The transcranial Doppler detects cerebral microemboli as HITS because an embolus causes an increase in the amount of reflected ultrasound compared with the amount normally caused by red blood cells [7]. Gaseous microemboli, atherosclerotic debris dislodged from the vascular wall, lipid microemboli caused by use of the cardiotomy suction and denaturation of proteins, and platelet and blood cell aggregation during cardiopulmonary bypass are considered to be possible sources of the HITS [5]. It seems that the majority of microemboli detected in the present study may be gaseous microemboli because they occurred after the removal of the cross-clamps. However, it remains unclear as to which source caused cerebral microemboli during SCP.
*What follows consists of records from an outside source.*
use std::fmt::Debug;
use std::time::Duration;

use serde::{Deserialize, Serialize, de::DeserializeOwned};

use crate::metric::{Attempt, Metric, Outcome};

/// The `Aggregate` trait defines how raw [`Metric`] values are collected and
/// combined into an intermediate, mergeable representation that preserves the
/// information necessary for later analysis.
///
/// **Important:** `Aggregate` implementations should **not** compute final
/// statistics such as averages or percentiles. Those derived values belong in
/// a `Report`, which is converted from an `Aggregate` and performs the final
/// processing. Aggregates are responsible for storing compact, mergeable raw
/// data (counts, sums, latency samples, error counters) so that the report
/// stage can compute accurate summaries without losing information.
///
/// # Implementor notes
///
/// - Ensure `merge` is **associative** and **commutative** so that merging
///   order does not affect results when combining worker-local aggregates.
///   Virtual clients complete in arbitrary order relative to wall-clock start
///   order; nothing downstream may depend on arrival order.
/// - Do not perform final derivations (like computing percentiles or error
///   ratios) in the aggregate — leave those to the report stage so different
///   reporting formats can derive what they need from the same raw data.
pub trait Aggregate
where
    Self: Serialize + DeserializeOwned + PartialOrd + PartialEq + Send + Sync + Debug + Clone,
{
    /// The metric type this aggregate summarizes.
    type Metric: Metric;

    /// Create a new, empty instance of the aggregate.
    fn new() -> Self;

    /// Aggregate multiple metrics into the current instance.
    ///
    /// This default implementation calls [`consume`](Aggregate::consume) for
    /// each metric.
    fn aggregate(&mut self, metrics: &[Self::Metric]) {
        metrics.iter().for_each(|m| self.consume(m));
    }

    /// Incorporate a single metric into the aggregate.
    fn consume(&mut self, metric: &Self::Metric);

    /// Combine two different aggregates into one.
    fn merge(&mut self, other: Self);
}

/// Running tally of a checkout storm.
///
/// Tracks one counter per [`Outcome`] bucket, the total number of attempts
/// consumed, and every observed latency sample. Keeping the raw samples (a
/// storm produces at most a few thousand) lets the report answer percentile
/// queries exactly, and concatenation commutes once the report sorts.
///
/// Invariant: `accepted + rejected + errors == count`. Every attempt is
/// classified into exactly one bucket, no attempt is silently dropped.
#[derive(Serialize, Deserialize, PartialOrd, PartialEq, Debug, Clone, Default)]
pub struct StormAggregate {
    pub accepted: u64,
    pub rejected: u64,
    pub errors: u64,
    pub count: u64,
    pub latencies: Vec<Duration>,
}

impl Aggregate for StormAggregate {
    type Metric = Attempt;

    fn new() -> Self {
        StormAggregate::default()
    }

    fn consume(&mut self, metric: &Self::Metric) {
        match metric.outcome() {
            Outcome::Accepted => self.accepted += 1,
            Outcome::Rejected => self.rejected += 1,
            Outcome::Error => self.errors += 1,
        }
        self.count += 1;
        self.latencies.push(metric.latency);
    }

    fn merge(&mut self, other: Self) {
        self.accepted += other.accepted;
        self.rejected += other.rejected;
        self.errors += other.errors;
        self.count += other.count;
        self.latencies.extend(other.latencies);
    }
}
use std::future::Future;
use std::marker::PhantomData;

use typed_builder::TypedBuilder;

use crate::{aggregate::Aggregate, executor::Executor};

/// Glue that ties a storm together: a named action and the executor that
/// drives it. The action is invoked once per attempt and receives the index
/// of the virtual client issuing it, so attempts can be attributed.
#[derive(Debug, Clone, TypedBuilder)]
pub struct Scenario<A, E, F, Fut>
where
    A: Aggregate,
    E: Executor<A, F, Fut> + Send + Sync,
    F: Fn(usize) -> Fut + Send + Sync + Clone + 'static,
    Fut: Future<Output = A::Metric> + Send + 'static,
{
    #[builder(setter(into))]
    pub name: String,
    pub action: F,
    pub executor: E,
    #[builder(default, setter(skip))]
    aggregator: PhantomData<fn() -> (A, Fut)>,
}

impl<A, E, F, Fut> Scenario<A, E, F, Fut>
where
    A: Aggregate,
    E: Executor<A, F, Fut> + Send + Sync,
    F: Fn(usize) -> Fut + Send + Sync + Clone + 'static,
    Fut: Future<Output = A::Metric> + Send + 'static,
{
    pub async fn run(&mut self) -> Result<A, E::Error> {
        self.executor.exec(self).await
    }
}
use std::fmt::Debug;
use std::time::Duration;

use serde::{Deserialize, Serialize, de::DeserializeOwned};

/// Metrics that should be collected and processed by the harness.
/// Metrics can be composed of other metrics as well.
pub trait Metric
where
    Self: Serialize + DeserializeOwned + PartialOrd + PartialEq + Send + Sync + Debug + Clone + 'static,
{
}

/// What the wire said for one attempt: a real HTTP status, or a marker for a
/// transport-level failure (timeout, connection reset, malformed response).
#[derive(Serialize, Deserialize, PartialOrd, PartialEq, Debug, Clone, Copy)]
pub enum AttemptStatus {
    Http(u16),
    Transport,
}

/// One simulated purchase try. Recorded by a virtual client at the moment the
/// request completes and immutable from then on; ownership moves to the
/// aggregator over the metrics channel.
#[derive(Serialize, Deserialize, PartialOrd, PartialEq, Debug, Clone)]
pub struct Attempt {
    /// Index of the virtual client that issued the attempt.
    pub client: usize,
    pub status: AttemptStatus,
    pub latency: Duration,
}

impl Metric for Attempt {}

/// Classification of an [`Attempt`]. Derived, never stored: feeding the same
/// attempt through [`Attempt::outcome`] always yields the same answer.
#[derive(Serialize, Deserialize, PartialOrd, PartialEq, Eq, Debug, Clone, Copy)]
pub enum Outcome {
    /// The backend accepted the purchase (HTTP 202).
    Accepted,
    /// The backend rejected it as a business rule, e.g. insufficient stock
    /// (HTTP 400).
    Rejected,
    /// Anything else: unexpected status or transport failure. Counted, never
    /// dropped.
    Error,
}

impl Attempt {
    pub fn outcome(&self) -> Outcome {
        match self.status {
            AttemptStatus::Http(202) => Outcome::Accepted,
            AttemptStatus::Http(400) => Outcome::Rejected,
            AttemptStatus::Http(_) | AttemptStatus::Transport => Outcome::Error,
        }
    }
}
use thiserror::Error;

/// Setup failures are fatal: there is no meaningful race test without a
/// provisioned context, so none of these are retried. Each variant carries
/// the raw response so a broken backend can be diagnosed from the log alone.
#[derive(Debug, Error)]
pub enum SetupError {
    #[error("login failed with status {status}: {body}")]
    Login { status: u16, body: String },

    /// The login returned 200 but the payload is unusable. A malformed
    /// success is a setup failure, never a silent continue.
    #[error("login response missing access_token or user id: {body}")]
    Credentials { body: String },

    #[error("product creation failed with status {status}: {body}")]
    ProductCreation { status: u16, body: String },

    #[error("product response missing id: {body}")]
    ProductId { body: String },

    #[error("transport failure during setup: {0}")]
    Transport(#[from] reqwest::Error),
}

/// Top-level failure of a storm run. Individual attempt failures are data
/// (classified into the `Error` outcome bucket), not errors; only losing the
/// setup phase or the aggregator itself aborts a run.
#[derive(Debug, Error)]
pub enum StormError {
    #[error(transparent)]
    Setup(#[from] SetupError),

    #[error("aggregator task failed: {0}")]
    Aggregator(#[from] tokio::task::JoinError),
}
//! One-time setup against the checkout service: a throwaway identity, its
//! credential, and a single deliberately scarce product.
//!
//! Every step is fail-fast. A retry here could mask or alter the very race
//! the storm exists to provoke, so a setup failure aborts the run with the
//! raw response attached instead.

use rand::Rng;
use reqwest::Client;
use serde::{Deserialize, Serialize};

use crate::error::SetupError;

const PASSWORD: &str = "TestPass123!";
const ACCOUNT_NAME: &str = "Race Test User";
const PRODUCT_CATEGORY: &str = "Electronics";
const BASE36: &[u8] = b"0123456789abcdefghijklmnopqrstuvwxyz";

/// Everything the storm needs to hit the target. Created once by
/// [`provision`], immutable afterwards, cloned read-only into every virtual
/// client.
#[derive(Debug, Clone)]
pub struct RaceContext {
    pub base_url: String,
    pub token: String,
    pub product_id: String,
}

#[derive(Serialize)]
struct RegisterRequest<'a> {
    email: &'a str,
    password: &'a str,
    name: &'a str,
}

#[derive(Serialize)]
struct LoginRequest<'a> {
    email: &'a str,
    password: &'a str,
}

#[derive(Deserialize)]
struct LoginResponse {
    access_token: Option<String>,
    user: Option<UserRef>,
}

#[derive(Deserialize)]
struct UserRef {
    id: Option<String>,
}

#[derive(Serialize, Debug)]
pub(crate) struct ProductSeed {
    name: String,
    category: &'static str,
    pub(crate) stock: u32,
    pub(crate) price: u64,
    pub(crate) discount: u32,
    created_by: String,
}

#[derive(Deserialize)]
struct ProductResponse {
    id: Option<String>,
}

/// Register a throwaway account, authenticate it, and create one product
/// with a randomized tiny stock. The small stock paired with a large client
/// population is the mechanism that forces the oversell race; ample stock
/// would never exercise the boundary.
pub async fn provision(
    client: &Client,
    base_url: &str,
    rng: &mut impl Rng,
    epoch_ms: u128,
) -> Result<RaceContext, SetupError> {
    let tag = unique_tag(epoch_ms, rng);
    let email = format!("race_{tag}@test.local");

    // Best-effort: a registration hiccup only matters if the login below
    // cannot authenticate the identity.
    let registered = client
        .post(format!("{base_url}/api/v1/auth/register"))
        .json(&RegisterRequest {
            email: &email,
            password: PASSWORD,
            name: ACCOUNT_NAME,
        })
        .send()
        .await;
    if let Err(e) = registered {
        tracing::debug!("Registration did not complete: {e}");
    }

    let login = client
        .post(format!("{base_url}/api/v1/auth/login"))
        .json(&LoginRequest {
            email: &email,
            password: PASSWORD,
        })
        .send()
        .await?;
    let status = login.status().as_u16();
    let body = login.text().await?;
    if status != 200 {
        return Err(SetupError::Login { status, body });
    }
    let (token, user_id) = credentials_from(&body)?;

    let seed = seed_product(rng, &tag, &user_id);
    tracing::info!(stock = seed.stock, "Creating contested product...");
    let created = client
        .post(format!("{base_url}/api/v1/products/"))
        .bearer_auth(&token)
        .json(&seed)
        .send()
        .await?;
    let status = created.status().as_u16();
    let body = created.text().await?;
    if status != 201 {
        return Err(SetupError::ProductCreation { status, body });
    }
    let product_id = product_id_from(&body)?;

    Ok(RaceContext {
        base_url: base_url.to_string(),
        token,
        product_id,
    })
}

/// Globally unique identity tag: the timestamp in base36 plus a random
/// suffix, so re-runs against a shared backend never collide.
pub(crate) fn unique_tag(epoch_ms: u128, rng: &mut impl Rng) -> String {
    let mut tag = base36(epoch_ms);
    for _ in 0..6 {
        tag.push(BASE36[rng.gen_range(0..BASE36.len())] as char);
    }
    tag
}

fn base36(mut value: u128) -> String {
    if value == 0 {
        return "0".to_string();
    }
    let mut out = String::new();
    while value > 0 {
        out.push(BASE36[(value % 36) as usize] as char);
        value /= 36;
    }
    out.chars().rev().collect()
}

/// Randomized product payload. Stock stays tiny on purpose; price and
/// discount are randomized only to exercise realistic payloads.
pub(crate) fn seed_product(rng: &mut impl Rng, tag: &str, created_by: &str) -> ProductSeed {
    ProductSeed {
        name: format!("Flash Product Race {tag}"),
        category: PRODUCT_CATEGORY,
        stock: rng.gen_range(1..=10),
        price: rng.gen_range(100_000..9_100_000),
        discount: rng.gen_range(90..100),
        created_by: created_by.to_string(),
    }
}

fn credentials_from(body: &str) -> Result<(String, String), SetupError> {
    let parsed: LoginResponse = serde_json::from_str(body).map_err(|_| SetupError::Credentials {
        body: body.to_string(),
    })?;
    match (parsed.access_token, parsed.user.and_then(|u| u.id)) {
        (Some(token), Some(id)) if !token.is_empty() && !id.is_empty() => Ok((token, id)),
        _ => Err(SetupError::Credentials {
            body: body.to_string(),
        }),
    }
}

fn product_id_from(body: &str) -> Result<String, SetupError> {
    let parsed: ProductResponse = serde_json::from_str(body).map_err(|_| SetupError::ProductId {
        body: body.to_string(),
    })?;
    match parsed.id {
        Some(id) if !id.is_empty() => Ok(id),
        _ => Err(SetupError::ProductId {
            body: body.to_string(),
        }),
    }
}

#[cfg(test)]
mod tests {
    use super::*;
    use rand::SeedableRng;
    use rand_chacha::ChaCha8Rng;

    #[test]
    fn unique_tag_is_deterministic_for_a_fixed_seed_and_time() {
        let mut a = ChaCha8Rng::seed_from_u64(42);
        let mut b = ChaCha8Rng::seed_from_u64(42);
        let first = unique_tag(1_700_000_000_000, &mut a);
        let second = unique_tag(1_700_000_000_000, &mut b);

        assert_eq!(first, second);
        assert!(first.starts_with(&base36(1_700_000_000_000)));
        // base36 timestamp + six-char suffix
        assert_eq!(first.len(), base36(1_700_000_000_000).len() + 6);
    }

    #[test]
    fn tags_differ_across_rng_states() {
        let mut rng = ChaCha8Rng::seed_from_u64(42);
        let first = unique_tag(1_700_000_000_000, &mut rng);
        let second = unique_tag(1_700_000_000_000, &mut rng);
        assert_ne!(first, second);
    }

    #[test]
    fn base36_round_digits() {
        assert_eq!(base36(0), "0");
        assert_eq!(base36(35), "z");
        assert_eq!(base36(36), "10");
    }

    #[test]
    fn seeded_products_stay_in_range() {
        let mut rng = ChaCha8Rng::seed_from_u64(9);
        for _ in 0..500 {
            let seed = seed_product(&mut rng, "abc123", "user-1");
            assert!((1..=10).contains(&seed.stock));
            assert!((100_000..9_100_000).contains(&seed.price));
            assert!((90..100).contains(&seed.discount));
        }
    }

    #[test]
    fn credentials_require_both_token_and_user_id() {
        let ok = r#"{"access_token":"tok","user":{"id":"u-1","email":"a@b.c"}}"#;
        let (token, id) = credentials_from(ok).unwrap();
        assert_eq!(token, "tok");
        assert_eq!(id, "u-1");

        for bad in [
            r#"{"user":{"id":"u-1"}}"#,
            r#"{"access_token":"tok"}"#,
            r#"{"access_token":"","user":{"id":"u-1"}}"#,
            r#"{"access_token":"tok","user":{}}"#,
            "not json",
        ] {
            assert!(matches!(
                credentials_from(bad),
                Err(SetupError::Credentials { .. })
            ));
        }
    }

    #[test]
    fn product_id_must_be_present() {
        assert_eq!(product_id_from(r#"{"id":"p-7"}"#).unwrap(), "p-7");
        assert!(matches!(
            product_id_from(r#"{"name":"x"}"#),
            Err(SetupError::ProductId { .. })
        ));
        assert!(matches!(
            product_id_from(r#"{"id":""}"#),
            Err(SetupError::ProductId { .. })
        ));
    }

    mod against_a_stub_backend {
        use super::*;
        use std::net::SocketAddr;
        use std::sync::Arc;
        use tokio::io::{AsyncReadExt, AsyncWriteExt};
        use tokio::net::{TcpListener, TcpStream};
        use tokio::sync::Mutex;

        type Router = Arc<dyn Fn(&str) -> (u16, String) + Send + Sync>;

        /// Minimal HTTP/1.1 stub: one canned response per connection, routed
        /// by request path, every request path recorded.
        async fn spawn_stub(router: Router) -> (SocketAddr, Arc<Mutex<Vec<String>>>) {
            let listener = TcpListener::bind("127.0.0.1:0").await.unwrap();
            let addr = listener.local_addr().unwrap();
            let seen = Arc::new(Mutex::new(Vec::new()));
            let seen_by_stub = seen.clone();

            tokio::spawn(async move {
                loop {
                    let Ok((mut socket, _)) = listener.accept().await else {
                        break;
                    };
                    let request = read_request(&mut socket).await;
                    let path = request
                        .split_whitespace()
                        .nth(1)
                        .unwrap_or_default()
                        .to_string();
                    seen_by_stub.lock().await.push(path.clone());

                    let (status, body) = router(&path);
                    let reason = match status {
                        200 => "OK",
                        201 => "Created",
                        202 => "Accepted",
                        400 => "Bad Request",
                        _ => "Internal Server Error",
                    };
                    let response = format!(
                        "HTTP/1.1 {status} {reason}\r\ncontent-type: application/json\r\ncontent-length: {}\r\nconnection: close\r\n\r\n{body}",
                        body.len()
                    );
                    socket.write_all(response.as_bytes()).await.unwrap();
                    socket.shutdown().await.ok();
                }
            });

            (addr, seen)
        }

        async fn read_request(socket: &mut TcpStream) -> String {
            let mut buf = Vec::new();
            let mut chunk = [0u8; 1024];
            loop {
                let n = socket.read(&mut chunk).await.unwrap();
                if n == 0 {
                    break;
                }
                buf.extend_from_slice(&chunk[..n]);
                if let Some(end) = head_end(&buf) {
                    let head = String::from_utf8_lossy(&buf[..end]);
                    if buf.len() >= end + 4 + content_length(&head) {
                        break;
                    }
                }
            }
            String::from_utf8_lossy(&buf).into_owned()
        }

        fn head_end(buf: &[u8]) -> Option<usize> {
            buf.windows(4).position(|w| w == b"\r\n\r\n")
        }

        fn content_length(head: &str) -> usize {
            head.lines()
                .find_map(|line| {
                    let (name, value) = line.split_once(':')?;
                    name.eq_ignore_ascii_case("content-length")
                        .then(|| value.trim().parse().ok())?
                })
                .unwrap_or(0)
        }

        #[tokio::test]
        async fn happy_path_yields_a_race_context() {
            let (addr, seen) = spawn_stub(Arc::new(|path: &str| {
                if path.contains("/auth/register") {
                    (201, r#"{"id":"u-1"}"#.to_string())
                } else if path.contains("/auth/login") {
                    (200, r#"{"access_token":"tok","user":{"id":"u-1"}}"#.to_string())
                } else if path.contains("/products/") {
                    (201, r#"{"id":"p-1"}"#.to_string())
                } else {
                    (500, "{}".to_string())
                }
            }))
            .await;
            let base_url = format!("http://{addr}");

            let client = Client::new();
            let mut rng = ChaCha8Rng::seed_from_u64(1);
            let ctx = provision(&client, &base_url, &mut rng, 1_700_000_000_000)
                .await
                .unwrap();

            assert_eq!(ctx.base_url, base_url);
            assert_eq!(ctx.token, "tok");
            assert_eq!(ctx.product_id, "p-1");

            let paths = seen.lock().await.clone();
            assert!(paths.iter().any(|p| p.contains("/auth/register")));
            assert!(paths.iter().any(|p| p.contains("/auth/login")));
            assert!(paths.iter().any(|p| p.contains("/products/")));
        }

        #[tokio::test]
        async fn malformed_login_success_fails_fast() {
            // 200 without an access_token: a malformed success, not a go
            let (addr, seen) = spawn_stub(Arc::new(|path: &str| {
                if path.contains("/auth/login") {
                    (200, r#"{"user":{"id":"u-1"}}"#.to_string())
                } else {
                    (201, "{}".to_string())
                }
            }))
            .await;
            let base_url = format!("http://{addr}");

            let client = Client::new();
            let mut rng = ChaCha8Rng::seed_from_u64(2);
            let err = provision(&client, &base_url, &mut rng, 1_700_000_000_000)
                .await
                .unwrap_err();

            assert!(matches!(err, SetupError::Credentials { .. }));
            // Fail-fast means nothing downstream of login was ever attempted
            let paths = seen.lock().await.clone();
            assert!(!paths.iter().any(|p| p.contains("/products/")));
            assert!(!paths.iter().any(|p| p.contains("/checkouts/")));
        }

        #[tokio::test]
        async fn rejected_login_surfaces_status_and_body() {
            let (addr, _seen) = spawn_stub(Arc::new(|path: &str| {
                if path.contains("/auth/login") {
                    (401, r#"{"message":"Invalid email or password"}"#.to_string())
                } else {
                    (201, "{}".to_string())
                }
            }))
            .await;

            let client = Client::new();
            let mut rng = ChaCha8Rng::seed_from_u64(3);
            let err = provision(&client, &format!("http://{addr}"), &mut rng, 1_700_000_000_000)
                .await
                .unwrap_err();

            match err {
                SetupError::Login { status, body } => {
                    assert_eq!(status, 401);
                    assert!(body.contains("Invalid email or password"));
                }
                other => panic!("expected login error, got {other:?}"),
            }
        }
    }
}
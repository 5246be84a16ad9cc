//! Executor — orchestration of runtime execution.
//!
//! The `Executor` trait is the runtime hook that executes a `Scenario`.
//! Different executors provide different execution strategies; the harness
//! ships [`StormExecutor`], a constant-population executor purpose-built for
//! forcing contention on a scarce resource: a fixed fleet of virtual clients
//! all hammering the same action inside a narrow wall-clock window.
//!
//! Executors own all concurrency: how clients are scheduled, how their
//! metrics are handed off, and when the run is considered drained. The
//! action's only job is to issue one attempt and describe what happened.

pub mod storm;
pub use storm::StormExecutor;

use std::future::Future;

use crate::{aggregate::Aggregate, scenario::Scenario};

pub trait Executor<A, F, Fut>
where
    Self: Send + Sync + Sized,
    A: Aggregate,
    F: Fn(usize) -> Fut + Send + Sync + Clone + 'static,
    Fut: Future<Output = A::Metric> + Send + 'static,
{
    type Error;

    /// Execute the scenario and return the final aggregate.
    fn exec(
        &self,
        scenario: &Scenario<A, Self, F, Fut>,
    ) -> impl Future<Output = Result<A, Self::Error>> + Send;
}
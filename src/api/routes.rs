use axum::http::{header, HeaderValue, Method};
use axum::{routing::get, Router};
use std::time::Duration;
use tower_http::{
    compression::CompressionLayer, cors::CorsLayer, limit::RequestBodyLimitLayer,
    set_header::SetResponseHeaderLayer, trace::TraceLayer,
};

#[cfg(not(test))]
use {
    axum::extract::ConnectInfo,
    std::net::{IpAddr, SocketAddr},
    std::sync::Arc,
    tower_governor::{governor::GovernorConfigBuilder, key_extractor::KeyExtractor, GovernorLayer},
    tracing::warn,
};

use crate::api::handlers::{self as api_handlers, AppState};
use crate::config::Settings;

/// Create the router with all endpoints
#[cfg_attr(test, allow(unused_variables))]
pub fn create_router(state: AppState, settings: &Settings) -> Router {
    // Provider routes - read-only
    #[cfg_attr(test, allow(unused_mut))]
    let mut api_routes = Router::new()
        .route("/:provider/repos", get(api_handlers::list_repos))
        .route("/:provider/repo", get(api_handlers::get_repo))
        .route("/:provider/commits", get(api_handlers::list_commits))
        .route("/:provider/contributors", get(api_handlers::list_contributors))
        .route("/:provider/stats", get(api_handlers::author_stats))
        .route("/:provider/loc", get(api_handlers::lines_of_code))
        .with_state(state.clone());

    // Per-IP throttling; skipped in unit tests where requests carry no peer address
    #[cfg(not(test))]
    {
        #[derive(Clone, Copy, Debug)]
        struct FallbackIpKeyExtractor;

        impl KeyExtractor for FallbackIpKeyExtractor {
            type Key = IpAddr;

            fn extract<B>(
                &self,
                req: &axum::http::Request<B>,
            ) -> Result<Self::Key, tower_governor::GovernorError> {
                if let Some(ConnectInfo(addr)) = req.extensions().get::<ConnectInfo<SocketAddr>>() {
                    return Ok(addr.ip());
                }

                Ok(IpAddr::V4(std::net::Ipv4Addr::LOCALHOST))
            }
        }

        // One token every 1000/rate ms, bursting to twice the rate
        let rate = settings.server.api_rate_limit.max(1);
        let governor_conf = GovernorConfigBuilder::default()
            .key_extractor(FallbackIpKeyExtractor)
            .per_millisecond((1000 / rate).max(1))
            .burst_size(u32::try_from(rate.saturating_mul(2)).unwrap_or(u32::MAX))
            .finish();

        match governor_conf {
            Some(config) => {
                api_routes = api_routes.layer(GovernorLayer {
                    config: Arc::new(config),
                });
            }
            None => warn!("Invalid API rate limit configuration, throttling disabled"),
        }
    }

    let api_routes = api_routes;

    let ops_routes = Router::new()
        .route("/health", get(api_handlers::health_check))
        .route("/metrics", get(api_handlers::metrics))
        .with_state(state);

    Router::new()
        .merge(ops_routes)
        .nest("/api", api_routes)
        .layer(RequestBodyLimitLayer::new(
            settings.server.max_request_body_size,
        ))
        .layer(
            // CORS - allow all origins for the read-only API
            CorsLayer::new()
                .allow_methods([Method::GET, Method::OPTIONS])
                .allow_headers([header::CONTENT_TYPE, header::ACCEPT])
                .allow_origin(tower_http::cors::Any)
                .max_age(Duration::from_secs(3600)),
        )
        .layer(SetResponseHeaderLayer::if_not_present(
            header::X_CONTENT_TYPE_OPTIONS,
            HeaderValue::from_static("nosniff"),
        ))
        .layer(SetResponseHeaderLayer::if_not_present(
            header::X_FRAME_OPTIONS,
            HeaderValue::from_static("DENY"),
        ))
        .layer(SetResponseHeaderLayer::if_not_present(
            header::CONTENT_SECURITY_POLICY,
            HeaderValue::from_static("default-src 'none'; frame-ancestors 'none'"),
        ))
        .layer(SetResponseHeaderLayer::if_not_present(
            header::STRICT_TRANSPORT_SECURITY,
            HeaderValue::from_static("max-age=31536000; includeSubDomains"),
        ))
        .layer(CompressionLayer::new())
        .layer(TraceLayer::new_for_http())
}
use crate::model::DEFAULT_PER_PAGE;
use std::env;

const DEFAULT_HOST: &str = "https://gitlab.com";

/// GitLab integration configuration
#[derive(Debug, Clone)]
pub struct GitLabConfig {
    /// Personal access token; the provider is disabled without one
    pub token: Option<String>,

    /// Instance URL, e.g. https://gitlab.example.com
    pub host: String,

    /// Rate limit buffer - reserve this many requests
    pub rate_limit_buffer: u32,

    /// Page size used when the caller does not ask for one
    pub per_page: u32,

    /// Concurrent per-commit detail requests for commits listed without stats
    pub detail_concurrency: usize,

    /// Per-request HTTP timeout in seconds
    pub http_timeout_secs: u64,
}

impl GitLabConfig {
    /// Create a new GitLabConfig from environment variables
    pub fn from_env() -> Self {
        let defaults = Self::default();
        Self {
            token: env::var("GITLAB_TOKEN").ok().filter(|t| !t.is_empty()),
            host: env::var("GITLAB_HOST")
                .ok()
                .filter(|h| !h.is_empty())
                .unwrap_or(defaults.host),
            rate_limit_buffer: env::var("GITLAB_RATE_LIMIT_BUFFER")
                .ok()
                .and_then(|s| s.parse().ok())
                .unwrap_or(defaults.rate_limit_buffer),
            per_page: env::var("GITLAB_PER_PAGE")
                .ok()
                .and_then(|s| s.parse().ok())
                .unwrap_or(defaults.per_page),
            detail_concurrency: env::var("GITLAB_DETAIL_CONCURRENCY")
                .ok()
                .and_then(|s| s.parse().ok())
                .unwrap_or(defaults.detail_concurrency),
            http_timeout_secs: env::var("GITLAB_HTTP_TIMEOUT")
                .ok()
                .and_then(|s| s.parse().ok())
                .unwrap_or(defaults.http_timeout_secs),
        }
    }

    /// Configuration pointing at an arbitrary instance
    pub fn with_host(host: impl Into<String>) -> Self {
        Self {
            host: host.into(),
            ..Self::default()
        }
    }

    pub fn is_enabled(&self) -> bool {
        self.token.is_some()
    }

    /// REST API v4 base URL
    pub fn api_base_url(&self) -> String {
        format!("{}/api/v4", self.host.trim_end_matches('/'))
    }
}

impl Default for GitLabConfig {
    fn default() -> Self {
        Self {
            token: None,
            host: DEFAULT_HOST.to_string(),
            rate_limit_buffer: 100,
            per_page: DEFAULT_PER_PAGE,
            detail_concurrency: 8,
            http_timeout_secs: 30,
        }
    }
}

#[cfg(test)]
mod tests {
    use super::*;

    #[test]
    fn test_api_base_url_strips_trailing_slash() {
        let config = GitLabConfig::with_host("https://gitlab.example.com/");
        assert_eq!(config.api_base_url(), "https://gitlab.example.com/api/v4");
    }
}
It is well known that these microemboli may cause cognitive impairment if they enter the cerebral circulation in significant numbers [7]. This has been studied in detail in patients who have received coronary artery bypass graft surgery. Borger and coworkers [8] reported that patients with increased perfusionist interventions, and therefore increased gaseous microemboli, had significantly worse performances on tests of learning, memory, and attention and concentration. It seems very doubtful that the very small numbers of cerebral microemboli during SCP observed in the present study could cause functional impairment of the brain, but the consequences, including postoperative cognitive impairment, should be investigated in further studies.
In conclusion, we found that the outbreak frequency of microemboli during SCP was very low, accounting only for 0.6% of the total microemboli observed during operations, and the vast majority occurred after removing the cross-clamps without relation to the use of circulatory arrest and SCP. The results of this study imply that the risk of embolic events caused by SCP is very low.